Occupations accounting for 47 percent of all U.S. employment are at risk of computerization. And, according to the Oxford economists who conducted the research, this isn’t decades away: it could happen over the next 10 to 20 years. So, are we finally at the point of “The Brain’s Last Stand,” as Newsweek declared after chess master Garry Kasparov lost to an IBM computer 20 years ago?
We don’t have to be. Not if leaders in business and government invest in human-centered automation, a solution that holds the potential to offer the best of both worlds – combining the efficiencies of computerization and the flexibility and creativity of skilled workers.

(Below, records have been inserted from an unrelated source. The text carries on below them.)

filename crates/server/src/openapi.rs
use utoipa::OpenApi;
use utoipa::ToSchema;

#[derive(ToSchema)]
pub struct HealthResponse { pub status: String }

/// Seconds and nanoseconds since the Unix epoch, UTC.
#[derive(ToSchema)]
pub struct TimestampDoc { pub seconds: i64, pub nanos: i32 }

#[derive(ToSchema)]
pub struct MemoDoc {
    pub id: i64,
    pub name: String,
    pub description: String,
    pub reminder: TimestampDoc,
}

#[derive(ToSchema)]
pub struct CreateMemoRequestDoc {
    pub api: Option<String>,
    pub name: String,
    pub description: String,
    pub reminder: TimestampDoc,
}

#[derive(ToSchema)]
pub struct CreateMemoResponseDoc { pub api: String, pub id: i64 }

#[derive(ToSchema)]
pub struct ReadMemoResponseDoc { pub api: String, pub memo: MemoDoc }

/// `id` is taken from the path.
#[derive(ToSchema)]
pub struct UpdateMemoRequestDoc {
    pub api: Option<String>,
    pub name: String,
    pub description: String,
    pub reminder: TimestampDoc,
}

#[derive(ToSchema)]
pub struct UpdateMemoResponseDoc { pub api: String, pub updated: bool }

#[derive(ToSchema)]
pub struct DeleteMemoResponseDoc { pub api: String, pub deleted: bool }

#[derive(ToSchema)]
pub struct ReadAllResponseDoc { pub api: String, pub memos: Vec<MemoDoc> }

/// `code` is one of UNKNOWN, INVALID_ARGUMENT, NOT_FOUND, UNIMPLEMENTED, DEADLINE_EXCEEDED.
#[derive(ToSchema)]
pub struct ErrorBodyDoc { pub code: String, pub message: String }

#[derive(OpenApi)]
#[openapi(
    paths(
        crate::routes::health,
        crate::routes::memos::create,
        crate::routes::memos::read,
        crate::routes::memos::update,
        crate::routes::memos::delete,
        crate::routes::memos::read_all,
    ),
    components(
        schemas(
            HealthResponse,
            TimestampDoc,
            MemoDoc,
            CreateMemoRequestDoc,
            CreateMemoResponseDoc,
            ReadMemoResponseDoc,
            UpdateMemoRequestDoc,
            UpdateMemoResponseDoc,
            DeleteMemoResponseDoc,
            ReadAllResponseDoc,
            ErrorBodyDoc,
        )
    ),
    tags(
        (name = "health"),
        (name = "memo")
    )
)]
pub struct ApiDoc;
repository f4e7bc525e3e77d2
//! Per-call access to the shared connection pool.

pub mod connection;

pub use connection::{ConnectionProvider, PoolConnectionProvider, ScopedConnection};
//! API `v1` messages exchanged between memo clients and the server.
//!
//! Every request carries an `api` string. An empty string means the caller
//! does not pin a version; any other value must equal [`API_VERSION`].
//! Every response echoes [`API_VERSION`].

use std::fmt;

use serde::{Deserialize, Serialize};

/// API version served by this protocol module.
pub const API_VERSION: &str = "v1";

/// Request header carrying the caller's remaining deadline in milliseconds.
pub const DEADLINE_HEADER: &str = "x-request-timeout-ms";

/// Point in time as seconds and nanoseconds since the Unix epoch, UTC.
#[derive(Clone, Copy, Debug, Default, PartialEq, Eq, PartialOrd, Ord, Hash, Serialize, Deserialize)]
pub struct Timestamp {
    pub seconds: i64,
    #[serde(default)]
    pub nanos: i32,
}

impl Timestamp {
    pub fn new(seconds: i64, nanos: i32) -> Self {
        Self { seconds, nanos }
    }
}

#[derive(Clone, Debug, Default, PartialEq, Eq, Serialize, Deserialize)]
pub struct Memo {
    pub id: i64,
    pub name: String,
    pub description: String,
    pub reminder: Option<Timestamp>,
}

#[derive(Clone, Debug, Default, PartialEq, Eq, Serialize, Deserialize)]
pub struct CreateMemoRequest {
    #[serde(default)]
    pub api: String,
    pub name: String,
    pub description: String,
    #[serde(default)]
    pub reminder: Option<Timestamp>,
}

#[derive(Clone, Debug, PartialEq, Eq, Serialize, Deserialize)]
pub struct CreateMemoResponse {
    pub api: String,
    pub id: i64,
}

#[derive(Clone, Debug, Default, PartialEq, Eq, Serialize, Deserialize)]
pub struct ReadMemoRequest {
    #[serde(default)]
    pub api: String,
    pub id: i64,
}

#[derive(Clone, Debug, PartialEq, Eq, Serialize, Deserialize)]
pub struct ReadMemoResponse {
    pub api: String,
    pub memo: Memo,
}

#[derive(Clone, Debug, Default, PartialEq, Eq, Serialize, Deserialize)]
pub struct UpdateMemoRequest {
    #[serde(default)]
    pub api: String,
    /// Target memo. The HTTP transport fills this from the request path.
    #[serde(default)]
    pub id: i64,
    pub name: String,
    pub description: String,
    #[serde(default)]
    pub reminder: Option<Timestamp>,
}

#[derive(Clone, Debug, PartialEq, Eq, Serialize, Deserialize)]
pub struct UpdateMemoResponse {
    pub api: String,
    pub updated: bool,
}

#[derive(Clone, Debug, Default, PartialEq, Eq, Serialize, Deserialize)]
pub struct DeleteMemoRequest {
    #[serde(default)]
    pub api: String,
    pub id: i64,
}

#[derive(Clone, Debug, PartialEq, Eq, Serialize, Deserialize)]
pub struct DeleteMemoResponse {
    pub api: String,
    pub deleted: bool,
}

#[derive(Clone, Debug, Default, PartialEq, Eq, Serialize, Deserialize)]
pub struct ReadAllRequest {
    #[serde(default)]
    pub api: String,
}

#[derive(Clone, Debug, PartialEq, Eq, Serialize, Deserialize)]
pub struct ReadAllResponse {
    pub api: String,
    pub memos: Vec<Memo>,
}

/// Caller-facing status code attached to every failed call.
#[derive(Clone, Copy, Debug, PartialEq, Eq, Hash, Serialize, Deserialize)]
#[serde(rename_all = "SCREAMING_SNAKE_CASE")]
pub enum Code {
    Unknown,
    InvalidArgument,
    NotFound,
    Unimplemented,
    DeadlineExceeded,
}

impl Code {
    pub fn as_str(&self) -> &'static str {
        match self {
            Code::Unknown => "UNKNOWN",
            Code::InvalidArgument => "INVALID_ARGUMENT",
            Code::NotFound => "NOT_FOUND",
            Code::Unimplemented => "UNIMPLEMENTED",
            Code::DeadlineExceeded => "DEADLINE_EXCEEDED",
        }
    }

    /// Whether a caller may reasonably retry the same request unchanged.
    pub fn is_retryable(&self) -> bool {
        matches!(self, Code::Unknown | Code::DeadlineExceeded)
    }
}

impl fmt::Display for Code {
    fn fmt(&self, f: &mut fmt::Formatter<'_>) -> fmt::Result {
        f.write_str(self.as_str())
    }
}

/// JSON body of every non-2xx response.
#[derive(Clone, Debug, PartialEq, Eq, Serialize, Deserialize)]
pub struct ErrorBody {
    pub code: Code,
    pub message: String,
}
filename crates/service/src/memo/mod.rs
pub mod repository;
pub mod service;
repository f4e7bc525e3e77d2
use sea_orm::entity::prelude::*;
use serde::{Deserialize, Serialize};

/// One row of the `Memo` table. The table is owned by the database operator;
/// column names follow its DDL.
#[derive(Clone, Debug, PartialEq, Eq, DeriveEntityModel, Serialize, Deserialize)]
#[sea_orm(table_name = "Memo")]
pub struct Model {
    #[sea_orm(primary_key, column_name = "ID")]
    pub id: i64,
    #[sea_orm(column_name = "Name")]
    pub name: String,
    #[sea_orm(column_name = "Description", column_type = "Text")]
    pub description: String,
    #[sea_orm(column_name = "Reminder")]
    pub reminder: DateTimeUtc,
}

#[derive(Copy, Clone, Debug, EnumIter, DeriveRelation)]
pub enum Relation {}

impl ActiveModelBehavior for ActiveModel {}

To understand the threat, consider author Nicholas Carr’s warning that smart machines could de-skill work in a way that creates long-term difficulties. He points to the way in which automatic systems have replaced much of the work of airline pilots, whose role today is largely to be available in case of emergencies. But, as their skills deteriorate from lack of use, pilots are increasingly reacting inappropriately in emergency circumstances, doing such things as lifting a plane’s nose and reducing its air speed in the event of a stall, when the correct action is to tip the craft down and gain velocity.
But what if we view automation not as a replacement for humans, but an opportunity to maximize human potential? As described by IBM data scientists, in the era of cognitive systems, humans and machines will “need to collaborate to produce better results, each bringing their own superior skills to the partnership. The machines will be more rational and analytic — and, of course, possess encyclopedic memories and tremendous computational abilities. People will provide expertise, judgment, intuition, empathy, a moral compass, and human creativity.”

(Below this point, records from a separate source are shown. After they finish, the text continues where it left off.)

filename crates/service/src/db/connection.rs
use std::ops::Deref;

use async_trait::async_trait;
use sea_orm::{DatabaseConnection, DatabaseTransaction, TransactionTrait};

use crate::errors::MemoError;

/// Source of one store connection per incoming call.
#[async_trait]
pub trait ConnectionProvider: Send + Sync {
    async fn acquire(&self) -> Result<ScopedConnection, MemoError>;
}

/// A pool connection pinned for the duration of one call.
///
/// `release` commits and hands the connection back. Dropping it instead
/// (early `?` return, cancelled future, panic) rolls back and also hands it
/// back, so no exit path keeps the connection checked out.
pub struct ScopedConnection {
    txn: DatabaseTransaction,
}

impl ScopedConnection {
    pub fn new(txn: DatabaseTransaction) -> Self {
        Self { txn }
    }

    pub async fn release(self) -> Result<(), MemoError> {
        self.txn
            .commit()
            .await
            .map_err(|e| MemoError::unknown("Failed to release database connection", e))
    }
}

impl Deref for ScopedConnection {
    type Target = DatabaseTransaction;

    fn deref(&self) -> &Self::Target {
        &self.txn
    }
}

/// Draws connections from the process-wide sea-orm pool.
#[derive(Clone)]
pub struct PoolConnectionProvider {
    db: DatabaseConnection,
}

impl PoolConnectionProvider {
    pub fn new(db: DatabaseConnection) -> Self {
        Self { db }
    }

    pub fn pool(&self) -> &DatabaseConnection {
        &self.db
    }
}

#[async_trait]
impl ConnectionProvider for PoolConnectionProvider {
    async fn acquire(&self) -> Result<ScopedConnection, MemoError> {
        let txn = self
            .db
            .begin()
            .await
            .map_err(|e| MemoError::unknown("Failed to connect to database", e))?;
        Ok(ScopedConnection::new(txn))
    }
}
use std::time::Duration;

use common::api::v1::{
    Code, CreateMemoRequest, CreateMemoResponse, DeleteMemoRequest, DeleteMemoResponse, ErrorBody, ReadAllRequest,
    ReadAllResponse, ReadMemoRequest, ReadMemoResponse, UpdateMemoRequest, UpdateMemoResponse, DEADLINE_HEADER,
};
use reqwest::RequestBuilder;
use serde::de::DeserializeOwned;
use thiserror::Error;

#[derive(Debug, Error)]
pub enum ClientError {
    /// The server answered with a structured failure.
    #[error("{code}: {message}")]
    Status { code: Code, message: String },
    #[error("unexpected HTTP status {0}")]
    UnexpectedStatus(u16),
    #[error("transport error: {0}")]
    Transport(#[from] reqwest::Error),
}

impl ClientError {
    pub fn code(&self) -> Option<Code> {
        match self {
            ClientError::Status { code, .. } => Some(*code),
            _ => None,
        }
    }
}

/// Calls the memo service at `base_url`, each call bounded by `deadline`.
#[derive(Clone, Debug)]
pub struct MemoClient {
    base_url: String,
    http: reqwest::Client,
    deadline: Duration,
}

impl MemoClient {
    /// `server` is `host:port` or a full `http://` base URL.
    pub fn new(server: &str, deadline: Duration) -> Self {
        let base_url = if server.starts_with("http://") || server.starts_with("https://") {
            server.trim_end_matches('/').to_string()
        } else {
            format!("http://{server}")
        };
        Self { base_url, http: reqwest::Client::new(), deadline }
    }

    pub fn base_url(&self) -> &str {
        &self.base_url
    }

    pub async fn create(&self, req: &CreateMemoRequest) -> Result<CreateMemoResponse, ClientError> {
        self.send(self.http.post(format!("{}/v1/memo", self.base_url)).json(req)).await
    }

    pub async fn read(&self, req: &ReadMemoRequest) -> Result<ReadMemoResponse, ClientError> {
        let url = format!("{}/v1/memo/{}", self.base_url, req.id);
        self.send(self.http.get(url).query(&[("api", &req.api)])).await
    }

    pub async fn update(&self, req: &UpdateMemoRequest) -> Result<UpdateMemoResponse, ClientError> {
        let url = format!("{}/v1/memo/{}", self.base_url, req.id);
        self.send(self.http.put(url).json(req)).await
    }

    pub async fn delete(&self, req: &DeleteMemoRequest) -> Result<DeleteMemoResponse, ClientError> {
        let url = format!("{}/v1/memo/{}", self.base_url, req.id);
        self.send(self.http.delete(url).query(&[("api", &req.api)])).await
    }

    pub async fn read_all(&self, req: &ReadAllRequest) -> Result<ReadAllResponse, ClientError> {
        let url = format!("{}/v1/memo", self.base_url);
        self.send(self.http.get(url).query(&[("api", &req.api)])).await
    }

    async fn send<T: DeserializeOwned>(&self, rb: RequestBuilder) -> Result<T, ClientError> {
        let res = rb
            .timeout(self.deadline)
            .header(DEADLINE_HEADER, self.deadline.as_millis().to_string())
            .send()
            .await
            .map_err(|e| self.classify(e))?;

        let status = res.status();
        if status.is_success() {
            return res.json::<T>().await.map_err(ClientError::from);
        }
        match res.json::<ErrorBody>().await {
            Ok(body) => Err(ClientError::Status { code: body.code, message: body.message }),
            Err(_) => Err(ClientError::UnexpectedStatus(status.as_u16())),
        }
    }

    fn classify(&self, e: reqwest::Error) -> ClientError {
        if e.is_timeout() {
            return ClientError::Status {
                code: Code::DeadlineExceeded,
                message: format!("no answer within {}ms", self.deadline.as_millis()),
            };
        }
        ClientError::Transport(e)
    }
}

Carr calls for this “human-centered automation” to “divide roles and responsibilities in a way that not only capitalizes on the computer’s speed and precision but also keeps workers engaged, active, and alert — in the loop rather than out of it.”
Of course, getting to the point of true human-machine collaboration is no simple task. Companies and management consultants will need to examine how job redesign and process reengineering can make full use of skilled human resources while taking advantage of the efficiencies of machine learning. Integrating AI-systems into complex professions such as medicine will involve breaking traditional tasks into simplified, discrete parts, changing the requirements for human skills and increasing human-computer interdependence. But, done right, AI-based computer medical systems will help physicians make diagnoses and identify treatment options for patients without de-skilling the medical profession.

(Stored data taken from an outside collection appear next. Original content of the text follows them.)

use clap::Parser;
use dotenvy::dotenv;
use tracing::{error, info};
use uuid::Uuid;

fn init_logging() {
    dotenv().ok();
    common::utils::logging::init_logging_from_env();
    info!(service = "server", event = "logger_init", "tracing subscriber initialized");
}

fn main() -> std::process::ExitCode {
    init_logging();

    let service_id = Uuid::new_v4();
    let pid = std::process::id();
    let version = env!("CARGO_PKG_VERSION");

    std::panic::set_hook(Box::new(move |info| {
        error!(
            service = "server",
            event = "panic",
            %service_id,
            pid,
            message = %info,
            "unhandled panic occurred"
        );
    }));

    let args = configs::ServerArgs::parse();
    let cfg = match configs::AppConfig::load_with_args(&args) {
        Ok(cfg) => cfg,
        Err(e) => {
            error!(service = "server", event = "config_invalid", error = %e, "failed to load configuration");
            return std::process::ExitCode::FAILURE;
        }
    };
    let worker_threads = cfg.server.worker_threads;

    let mut builder = tokio::runtime::Builder::new_multi_thread();
    builder.enable_all();
    if let Some(w) = worker_threads {
        builder.worker_threads(w);
    }

    let rt = match builder.build() {
        Ok(rt) => rt,
        Err(e) => {
            error!(service = "server", event = "runtime_build_failed", error = %e, "failed to build tokio runtime");
            return std::process::ExitCode::FAILURE;
        }
    };

    info!(
        service = "server",
        event = "start",
        %service_id,
        pid,
        version,
        threads = worker_threads.unwrap_or_default(),
        addr = %cfg.server.bind_addr(),
        "memo server starting"
    );

    // run() returns once Ctrl+C has drained in-flight calls
    match rt.block_on(server::run(cfg)) {
        Ok(()) => {
            info!(service = "server", event = "stop", %service_id, pid, "memo server stopped normally");
            std::process::ExitCode::SUCCESS
        }
        Err(e) => {
            error!(service = "server", event = "run_failed", error = %e, "server::run returned error");
            std::process::ExitCode::FAILURE
        }
    }
}
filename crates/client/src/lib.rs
//! Typed HTTP client for the memo service, plus the demo call sequence.

pub mod demo;
pub mod memo_client;

pub use demo::{run_demo, DemoReport};
pub use memo_client::{ClientError, MemoClient};
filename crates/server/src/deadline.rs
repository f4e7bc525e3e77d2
//! Per-call deadlines.
//!
//! The operation future is raced against the caller's deadline. When the
//! deadline wins the future is dropped, which aborts the in-flight store call
//! and hands its pinned connection back to the pool.

use std::future::Future;
use std::time::Duration;

use axum::http::HeaderMap;
use common::api::v1::DEADLINE_HEADER;
use service::MemoError;

use crate::errors::JsonApiError;

/// Deadline from the request header, capped by the server-wide limit.
/// Missing or unparsable headers fall back to the server-wide limit.
pub fn call_deadline(headers: &HeaderMap, server_limit: Duration) -> Duration {
    headers
        .get(DEADLINE_HEADER)
        .and_then(|v| v.to_str().ok())
        .and_then(|v| v.trim().parse::<u64>().ok())
        .map(Duration::from_millis)
        .map_or(server_limit, |d| d.min(server_limit))
}

pub async fn with_deadline<T, F>(deadline: Duration, call: F) -> Result<T, JsonApiError>
where
    F: Future<Output = Result<T, MemoError>>,
{
    match tokio::time::timeout(deadline, call).await {
        Ok(res) => res.map_err(JsonApiError::from),
        Err(_) => Err(JsonApiError::deadline_exceeded(deadline)),
    }
}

Given the enormity of this challenge, public policy has an important role to play in pursuing a collaborative future. It might, for instance, encourage the right mix of human and digital labor that pairs humans to work with machines, instead of against them. In The Second Machine Age, MIT’s Erik Brynjolfsson and Andrew McAfee recommend that policymakers, “Use taxes, regulation, contests, grand challenges, or other incentives to try to direct technical change toward machines that augment human ability rather than substitute for it…”
The National Science Foundation’s (NSF) National Robotics Initiative is a step in this direction. It provides support for systems that work alongside or cooperatively with workers. According to NSF, the idea is that the next generation of robotic systems should be designed “to establish a symbiotic relationship with their human partners, each leveraging their relative strengths in the planning and performance of tasks.”
Not everyone believes that government should focus on the integration of humans and machines. One high profile organization objected to the NSF’s initiative over a concern that it “precludes opportunities to develop AI systems that could replace workers, which history has shown to produce greater economic benefits in the moderate and long run.”
But there is plenty of evidence supporting the idea that co-robots can be more efficient. Garry Kasparov, who has continued to examine AI since his headline-making loss in the 1990s, argues that pairing humans with computers offers the opportunity to get the intuition and insight of the human and the processing power of the machine. In chess tournaments “the teams of human plus machine dominated even the strongest computers.”
Collaboration holds tremendous promise, enough so to justify government investment in a dedicated research initiative designed to see how far it can be developed. To be clear, this pursuit shouldn’t be viewed as a humanist exercise — the goal is to seek the genuine efficiencies. In doing so, we need to be open to the idea that, over time, collaboration will fail to outperform machines acting alone. But at this stage, it would be dangerously short-sighted to believe that the role of humans must inevitably be diminished.